Today is World Teen Mental Health Day!
Mental health is not an easy journey but it is so important.
Hi, my name is Sue Wiertzema and I am here to share my mental health journey. A little about me… I graduated from Strafford High School in 2020 — a COVID senior! — and I am now attending Missouri State University to earn my BFA in Musical Theatre. I officially became active in theatre my junior year of high school and fell in love with the arts.
Mental health had not been brought to my attention until I started getting more involved in theatre. I had heard the term before, however, I never truly understood what it meant. To me, mental health means to realize one’s own mental state and to be able to use personalized coping mechanisms to manage life. Basically, learn to know yourself and your needs in life, then figure out how you can best serve yourself.
One of the biggest things I have struggled with throughout my life has been body image. Most teens can relate to worrying about body image. In high school, I always thought I was too big for my size. People would tell me I was beautiful and “perfect the way I am,” but that would not stop my mind from thinking I was just too big. It didn’t feel good to be in my own skin.

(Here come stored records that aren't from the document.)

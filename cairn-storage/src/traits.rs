use std::sync::Arc;

use crate::error::StorageError;

/// Result type for prefix scan operations: a list of key-value byte pairs.
pub type KvPairs = Vec<(Vec<u8>, Vec<u8>)>;

/// Batch operation for atomic writes.
#[derive(Debug, Clone, PartialEq, Eq)]
pub enum BatchOp {
    Put { key: Vec<u8>, value: Vec<u8> },
    Delete { key: Vec<u8> },
}

/// Core key-value store trait.
pub trait KvStore: Send + Sync {
    fn get(&self, key: &[u8]) -> Result<Option<Vec<u8>>, StorageError>;
    fn put(&self, key: &[u8], value: &[u8]) -> Result<(), StorageError>;
    fn delete(&self, key: &[u8]) -> Result<(), StorageError>;
    fn exists(&self, key: &[u8]) -> Result<bool, StorageError>;
    fn prefix_scan(&self, prefix: &[u8]) -> Result<KvPairs, StorageError>;

    /// Apply a group of writes. Backends override this to make it atomic.
    fn write_batch(&self, ops: Vec<BatchOp>) -> Result<(), StorageError> {
        for op in ops {
            match op {
                BatchOp::Put { key, value } => self.put(&key, &value)?,
                BatchOp::Delete { key } => self.delete(&key)?,
            }
        }
        Ok(())
    }
}

/// Blanket implementation of KvStore for `Arc<S>` so that a store can be shared
/// across multiple owners (e.g. for persistence-across-restart tests).
impl<S: KvStore + ?Sized> KvStore for Arc<S> {
    fn get(&self, key: &[u8]) -> Result<Option<Vec<u8>>, StorageError> {
        (**self).get(key)
    }

    fn put(&self, key: &[u8], value: &[u8]) -> Result<(), StorageError> {
        (**self).put(key, value)
    }

    fn delete(&self, key: &[u8]) -> Result<(), StorageError> {
        (**self).delete(key)
    }

    fn exists(&self, key: &[u8]) -> Result<bool, StorageError> {
        (**self).exists(key)
    }

    fn prefix_scan(&self, prefix: &[u8]) -> Result<KvPairs, StorageError> {
        (**self).prefix_scan(prefix)
    }

    fn write_batch(&self, ops: Vec<BatchOp>) -> Result<(), StorageError> {
        (**self).write_batch(ops)
    }
}

/// Blanket implementation of KvStore for `Box<dyn KvStore>` so that a
/// type-erased store can be used wherever a concrete store is expected.
impl KvStore for Box<dyn KvStore> {
    fn get(&self, key: &[u8]) -> Result<Option<Vec<u8>>, StorageError> {
        (**self).get(key)
    }

    fn put(&self, key: &[u8], value: &[u8]) -> Result<(), StorageError> {
        (**self).put(key, value)
    }

    fn delete(&self, key: &[u8]) -> Result<(), StorageError> {
        (**self).delete(key)
    }

    fn exists(&self, key: &[u8]) -> Result<bool, StorageError> {
        (**self).exists(key)
    }

    fn prefix_scan(&self, prefix: &[u8]) -> Result<KvPairs, StorageError> {
        (**self).prefix_scan(prefix)
    }

    fn write_batch(&self, ops: Vec<BatchOp>) -> Result<(), StorageError> {
        (**self).write_batch(ops)
    }
}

Another important detail about myself is that I am an empath that eats my feelings! This was such a detriment to mental health, because my heart was telling me to eat everything and my head was telling me to eat nothing. At one point during my senior year, I even stopped eating for a while and started working out twice a day so that I could feel skinnier. This not only took a toll on my body but also my mind. I was not myself during this period. I was sad, never had any energy, and just made myself miserable.
Even after I lost weight that I didn’t need to lose, I still did not look how I wanted to. One day a switch flipped in me and I realized what I was doing was so incredibly dumb. To keep myself healthy, I dance, go on walks with friends, choose healthier foods when I can and, most importantly, just know that I am beautiful. As long as I feel healthy, I am happy.
Another key component to having good mental health is to be confident in yourself! This goes along with a healthy body image. In high school, I eventually became sure of who I was as a person, but I was not always confident in myself. Even though I am in college having the best time, I also have to work on staying confident in my relationships and in my classes.
One thing I have learned is there is always going to be someone that does something better than me. For dance, one person might be a pro at pirouettes, but my strength lies in jumping. Instead of getting jealous and getting down on it, I celebrate their victory and work even harder on my own abilities. Everyone is different and has different strengths.
A tactic I use to be confident is to not take to heart what others think of me. Letting go of other’s opinions of me makes me feel so much happier and lighter. Why would you go to a pro bowler to seek advice about how to do a jazz square? You simply wouldn’t! I seek advice from my trusted advisors and certain friends and family. I also use positive self talk to be confident.
For example, instead of getting down on myself for struggling to memorize a monologue, I tell myself, “You’ve got this! You have been working so hard and are very talented!” This may sound cheesy – and it definitely is. But, how you talk to yourself is so important. When I subconsciously speak to myself in a negative way, I say the things I am thinking out loud and it sounds even sillier. Another thing to keep in mind is that every thought you have is not the truth. My mind could be saying that I am a failure and no good at acting, but I know that is not true.
Other tactics that help me are being active in my hobbies. Singing is such a huge stress reliever for me and I would not trade it for the world. I also love to be with my friends and family, play my ukulele, listen to music, and be active.
When I feel my mental health start to decrease, I check on all of the aspects in my life. Am I eating right? Am I exercising? Am I doing the hobbies I love? If not, I focus on those areas of my life I am lacking. We are all allowed mistakes but they are minor obstacles. At the end of the day, I have to trust that I am doing my best. Mental health is not an easy journey and I have to work on mine every day!